Computational insights into the circular permutation roles on ConA binding and structural stability

The mechanisms behind Concanavalin A (ConA) circular permutation have been under investigation since 1985. Although a vast amount is known about this lectin and its uses, the exact purpose of its processing remains unclear. To shed light on this, this study employed computer simulations to compare the unprocessed ProConA with the mature ConA. This approach aimed to reveal the importance of the post-translational modification, especially how they affect the lectin stability and carbohydrate-binding properties. To achieve these goals, we conducted 200 ns molecular dynamics simulations and trajectory analyses on the monomeric forms of ProConA and ConA (both unbound and in complex with D-mannose and the GlcNAc2Man9 N-glycan), as well as on their oligomeric forms.

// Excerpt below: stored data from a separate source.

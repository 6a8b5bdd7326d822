pub mod context;
pub mod domain;
pub mod ports;
pub mod workflow;

pub use context::{AuthContext, AuthContextError, AuthSnapshot};
pub use domain::{
    AuthChange, AuthEvent, AuthUser, AvatarUpload, IngredientAnalysis, ProfileUpdate,
    RoutineComplexity, RoutineRequest, RoutineResponse, RoutineStep, Session, SignUpInfo,
    SkinAssessment, UserProfile,
};
pub use ports::{
    AssessmentService, AuthService, IngredientAnalysisService, PortError, PortResult,
    RoutineGenerationService,
};
pub use workflow::{IngredientChecker, RequestState, RoutineGenerator, SkipReason, Submission};
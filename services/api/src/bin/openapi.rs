//! services/api/src/bin/openapi.rs
//!
//! Writes the OpenAPI 3.0 document for the DermaGlow REST API to disk, so
//! it can be committed or fed to a client generator without starting the
//! server.

use api_lib::web::rest::ApiDoc;
use utoipa::OpenApi;

fn main() -> Result<(), Box<dyn std::error::Error>> {
    // Output path is the first argument, if given.
    let path = std::env::args()
        .nth(1)
        .unwrap_or_else(|| "openapi.json".to_string());

    let spec_json = ApiDoc::openapi().to_pretty_json()?;
    std::fs::write(&path, spec_json)?;
    println!("OpenAPI specification generated at {}", path);
    Ok(())
}
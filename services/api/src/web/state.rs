//! services/api/src/web/state.rs
//!
//! Defines the application's shared state.

use crate::config::Config;
use dermaglow_core::context::AuthContext;
use dermaglow_core::workflow::{IngredientChecker, RoutineGenerator};
use std::sync::Arc;

//=========================================================================================
// AppState (Shared Across All Requests)
//=========================================================================================

/// The shared application state, created once at startup and passed to all handlers.
///
/// `auth` is the session synchronizer; the workflow components wrap the two
/// LLM adapters and enforce the one-in-flight-request rule per concern.
#[derive(Clone)]
pub struct AppState {
    pub auth: AuthContext,
    pub ingredient_checker: IngredientChecker,
    pub routine_generator: RoutineGenerator,
    pub config: Arc<Config>,
}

Our findings reveal significant stability differences between ProConA and ConA at both the monomeric and tetrameric levels, with ProConA exhibiting consistently lower stability parameters compared to ConA. In terms of carbohydrate binding, however, both lectins showed remarkable similarities in their interaction profiles, contact numbers, and binding free energies with D-mannose and the N-glycan. Overall, our results suggest that the processing of ProConA significantly enhances the mature lectin stability, especially in maintaining the tetrameric oligomer, without substantially affecting its carbohydrate-binding properties.